-- Stored data entries --

------------------------------------

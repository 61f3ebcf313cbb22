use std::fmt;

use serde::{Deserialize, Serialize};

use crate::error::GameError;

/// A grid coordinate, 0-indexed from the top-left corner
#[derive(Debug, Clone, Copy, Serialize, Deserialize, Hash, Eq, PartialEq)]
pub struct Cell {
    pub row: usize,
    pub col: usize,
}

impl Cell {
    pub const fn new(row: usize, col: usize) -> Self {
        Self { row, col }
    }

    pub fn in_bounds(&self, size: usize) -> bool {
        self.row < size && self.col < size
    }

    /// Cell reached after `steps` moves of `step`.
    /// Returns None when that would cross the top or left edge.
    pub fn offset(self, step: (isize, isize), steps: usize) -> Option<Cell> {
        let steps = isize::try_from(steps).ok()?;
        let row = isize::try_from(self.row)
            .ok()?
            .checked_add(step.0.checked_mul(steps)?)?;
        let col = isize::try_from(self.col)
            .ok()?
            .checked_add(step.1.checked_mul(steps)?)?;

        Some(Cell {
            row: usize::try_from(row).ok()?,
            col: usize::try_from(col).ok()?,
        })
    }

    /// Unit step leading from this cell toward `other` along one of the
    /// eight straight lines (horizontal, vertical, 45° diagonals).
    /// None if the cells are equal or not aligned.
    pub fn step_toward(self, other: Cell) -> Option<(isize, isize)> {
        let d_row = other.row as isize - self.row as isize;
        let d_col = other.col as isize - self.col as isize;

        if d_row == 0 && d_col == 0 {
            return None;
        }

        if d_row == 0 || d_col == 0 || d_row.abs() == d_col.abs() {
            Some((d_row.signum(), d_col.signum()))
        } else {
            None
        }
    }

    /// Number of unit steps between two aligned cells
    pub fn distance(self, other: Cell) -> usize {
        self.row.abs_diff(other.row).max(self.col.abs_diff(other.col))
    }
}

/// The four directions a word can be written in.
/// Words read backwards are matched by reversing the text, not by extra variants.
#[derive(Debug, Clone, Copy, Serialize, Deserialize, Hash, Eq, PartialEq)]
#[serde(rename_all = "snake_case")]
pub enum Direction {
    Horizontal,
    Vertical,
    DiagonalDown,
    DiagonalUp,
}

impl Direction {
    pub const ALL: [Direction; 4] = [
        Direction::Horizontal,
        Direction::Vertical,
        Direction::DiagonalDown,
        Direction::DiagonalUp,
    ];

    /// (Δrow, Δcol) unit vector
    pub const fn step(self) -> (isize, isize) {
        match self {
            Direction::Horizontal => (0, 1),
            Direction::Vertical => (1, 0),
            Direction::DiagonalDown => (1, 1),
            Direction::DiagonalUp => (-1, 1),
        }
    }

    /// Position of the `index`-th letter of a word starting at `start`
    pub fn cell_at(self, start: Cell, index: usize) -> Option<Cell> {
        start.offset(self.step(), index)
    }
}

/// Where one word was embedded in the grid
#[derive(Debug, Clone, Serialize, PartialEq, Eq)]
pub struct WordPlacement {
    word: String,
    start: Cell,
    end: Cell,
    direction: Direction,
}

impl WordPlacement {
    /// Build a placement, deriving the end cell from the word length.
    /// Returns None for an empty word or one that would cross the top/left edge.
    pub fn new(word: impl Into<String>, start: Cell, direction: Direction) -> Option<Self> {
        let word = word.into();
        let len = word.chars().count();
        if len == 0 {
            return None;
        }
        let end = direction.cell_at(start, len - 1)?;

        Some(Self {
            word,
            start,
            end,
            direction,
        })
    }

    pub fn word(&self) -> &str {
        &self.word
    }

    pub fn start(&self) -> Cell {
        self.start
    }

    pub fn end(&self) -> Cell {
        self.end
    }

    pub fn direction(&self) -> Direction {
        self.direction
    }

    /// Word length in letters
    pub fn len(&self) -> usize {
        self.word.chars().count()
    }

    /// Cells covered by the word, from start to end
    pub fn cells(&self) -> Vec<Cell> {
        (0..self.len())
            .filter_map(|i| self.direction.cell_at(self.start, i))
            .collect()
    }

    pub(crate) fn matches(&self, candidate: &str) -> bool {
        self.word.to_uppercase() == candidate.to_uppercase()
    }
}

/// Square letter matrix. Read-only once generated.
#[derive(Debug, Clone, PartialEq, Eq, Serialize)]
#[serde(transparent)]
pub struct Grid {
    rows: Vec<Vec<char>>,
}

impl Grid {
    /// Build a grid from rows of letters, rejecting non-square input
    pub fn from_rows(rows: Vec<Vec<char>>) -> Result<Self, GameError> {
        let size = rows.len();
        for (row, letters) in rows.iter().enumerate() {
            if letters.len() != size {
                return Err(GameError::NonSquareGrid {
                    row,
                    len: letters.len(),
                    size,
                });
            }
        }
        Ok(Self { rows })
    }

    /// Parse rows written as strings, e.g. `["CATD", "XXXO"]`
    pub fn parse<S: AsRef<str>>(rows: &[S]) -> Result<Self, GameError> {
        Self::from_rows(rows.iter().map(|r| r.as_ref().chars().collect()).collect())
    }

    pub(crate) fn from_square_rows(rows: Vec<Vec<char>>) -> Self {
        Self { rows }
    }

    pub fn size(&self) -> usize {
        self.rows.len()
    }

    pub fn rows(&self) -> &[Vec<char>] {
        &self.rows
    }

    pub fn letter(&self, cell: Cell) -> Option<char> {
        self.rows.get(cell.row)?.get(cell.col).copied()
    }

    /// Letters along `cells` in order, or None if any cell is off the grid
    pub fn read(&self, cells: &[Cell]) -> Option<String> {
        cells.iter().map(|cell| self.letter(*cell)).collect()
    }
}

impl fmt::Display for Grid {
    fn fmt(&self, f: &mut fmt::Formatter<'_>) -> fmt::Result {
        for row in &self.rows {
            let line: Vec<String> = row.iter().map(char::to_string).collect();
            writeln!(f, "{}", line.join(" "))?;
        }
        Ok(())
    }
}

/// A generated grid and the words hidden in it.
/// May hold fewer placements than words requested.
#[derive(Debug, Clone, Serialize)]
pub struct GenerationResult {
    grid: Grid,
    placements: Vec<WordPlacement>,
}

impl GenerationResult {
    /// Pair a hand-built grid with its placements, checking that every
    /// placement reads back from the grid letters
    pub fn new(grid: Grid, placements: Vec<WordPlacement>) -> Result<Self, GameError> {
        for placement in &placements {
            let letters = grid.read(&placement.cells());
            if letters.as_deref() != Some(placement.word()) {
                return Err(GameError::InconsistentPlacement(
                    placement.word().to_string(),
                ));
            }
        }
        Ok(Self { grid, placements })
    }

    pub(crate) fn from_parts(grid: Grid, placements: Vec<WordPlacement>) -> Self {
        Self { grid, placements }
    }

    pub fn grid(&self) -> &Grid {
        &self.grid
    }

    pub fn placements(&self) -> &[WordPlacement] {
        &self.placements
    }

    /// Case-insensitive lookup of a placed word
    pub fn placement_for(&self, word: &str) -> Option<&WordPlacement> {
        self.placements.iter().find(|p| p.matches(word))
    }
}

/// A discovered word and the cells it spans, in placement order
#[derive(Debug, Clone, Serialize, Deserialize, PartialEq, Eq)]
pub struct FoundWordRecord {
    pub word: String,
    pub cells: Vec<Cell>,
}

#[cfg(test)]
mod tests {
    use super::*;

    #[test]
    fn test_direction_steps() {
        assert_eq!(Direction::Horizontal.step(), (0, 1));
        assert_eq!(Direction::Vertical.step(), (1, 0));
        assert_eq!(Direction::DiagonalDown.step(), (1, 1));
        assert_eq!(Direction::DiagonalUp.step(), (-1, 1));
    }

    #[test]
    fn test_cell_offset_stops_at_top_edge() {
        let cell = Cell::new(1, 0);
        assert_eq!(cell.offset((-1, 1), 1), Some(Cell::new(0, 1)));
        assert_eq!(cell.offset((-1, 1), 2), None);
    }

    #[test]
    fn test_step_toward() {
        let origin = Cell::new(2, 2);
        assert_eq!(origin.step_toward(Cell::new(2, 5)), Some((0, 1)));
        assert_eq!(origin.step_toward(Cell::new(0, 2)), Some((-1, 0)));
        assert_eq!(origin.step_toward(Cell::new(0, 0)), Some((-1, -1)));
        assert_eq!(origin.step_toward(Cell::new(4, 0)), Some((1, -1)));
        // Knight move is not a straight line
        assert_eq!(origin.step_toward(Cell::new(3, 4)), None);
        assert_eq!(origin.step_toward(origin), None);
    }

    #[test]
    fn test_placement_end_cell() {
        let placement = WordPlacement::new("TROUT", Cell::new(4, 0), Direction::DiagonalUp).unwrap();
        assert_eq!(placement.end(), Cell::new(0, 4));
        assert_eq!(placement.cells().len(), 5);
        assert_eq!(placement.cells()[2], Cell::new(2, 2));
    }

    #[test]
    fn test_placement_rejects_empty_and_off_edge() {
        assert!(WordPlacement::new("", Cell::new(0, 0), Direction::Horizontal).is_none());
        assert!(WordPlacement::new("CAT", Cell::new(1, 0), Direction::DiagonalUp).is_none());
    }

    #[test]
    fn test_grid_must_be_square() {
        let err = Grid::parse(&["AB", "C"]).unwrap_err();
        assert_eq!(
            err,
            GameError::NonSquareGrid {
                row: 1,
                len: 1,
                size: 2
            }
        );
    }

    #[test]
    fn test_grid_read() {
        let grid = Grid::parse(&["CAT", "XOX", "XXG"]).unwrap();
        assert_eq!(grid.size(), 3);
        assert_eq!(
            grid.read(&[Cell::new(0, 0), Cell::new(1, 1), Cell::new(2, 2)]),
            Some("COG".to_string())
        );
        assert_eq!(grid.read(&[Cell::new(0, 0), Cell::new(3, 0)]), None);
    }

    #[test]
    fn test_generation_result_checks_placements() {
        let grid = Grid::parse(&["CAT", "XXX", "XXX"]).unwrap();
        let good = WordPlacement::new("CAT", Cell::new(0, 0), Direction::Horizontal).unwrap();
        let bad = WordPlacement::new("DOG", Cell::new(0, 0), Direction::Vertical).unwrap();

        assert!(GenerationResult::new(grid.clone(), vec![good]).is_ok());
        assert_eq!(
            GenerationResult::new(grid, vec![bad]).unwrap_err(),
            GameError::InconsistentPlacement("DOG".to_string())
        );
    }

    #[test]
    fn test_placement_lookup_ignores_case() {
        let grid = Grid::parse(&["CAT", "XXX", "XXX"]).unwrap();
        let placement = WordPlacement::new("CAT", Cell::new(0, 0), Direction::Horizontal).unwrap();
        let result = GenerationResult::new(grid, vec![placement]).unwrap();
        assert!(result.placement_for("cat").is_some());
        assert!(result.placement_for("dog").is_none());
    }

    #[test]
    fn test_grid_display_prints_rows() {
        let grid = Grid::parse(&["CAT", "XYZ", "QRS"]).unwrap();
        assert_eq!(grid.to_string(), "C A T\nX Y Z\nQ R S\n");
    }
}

------------------------------------

-- The problem --
Every line above that holds the string "GameError" should be copied into the answer.

-- Answer below --
use crate::error::GameError;
    pub fn from_rows(rows: Vec<Vec<char>>) -> Result<Self, GameError> {
                return Err(GameError::NonSquareGrid {
    pub fn parse<S: AsRef<str>>(rows: &[S]) -> Result<Self, GameError> {
    pub fn new(grid: Grid, placements: Vec<WordPlacement>) -> Result<Self, GameError> {
                return Err(GameError::InconsistentPlacement(
            GameError::NonSquareGrid {
            GameError::InconsistentPlacement("DOG".to_string())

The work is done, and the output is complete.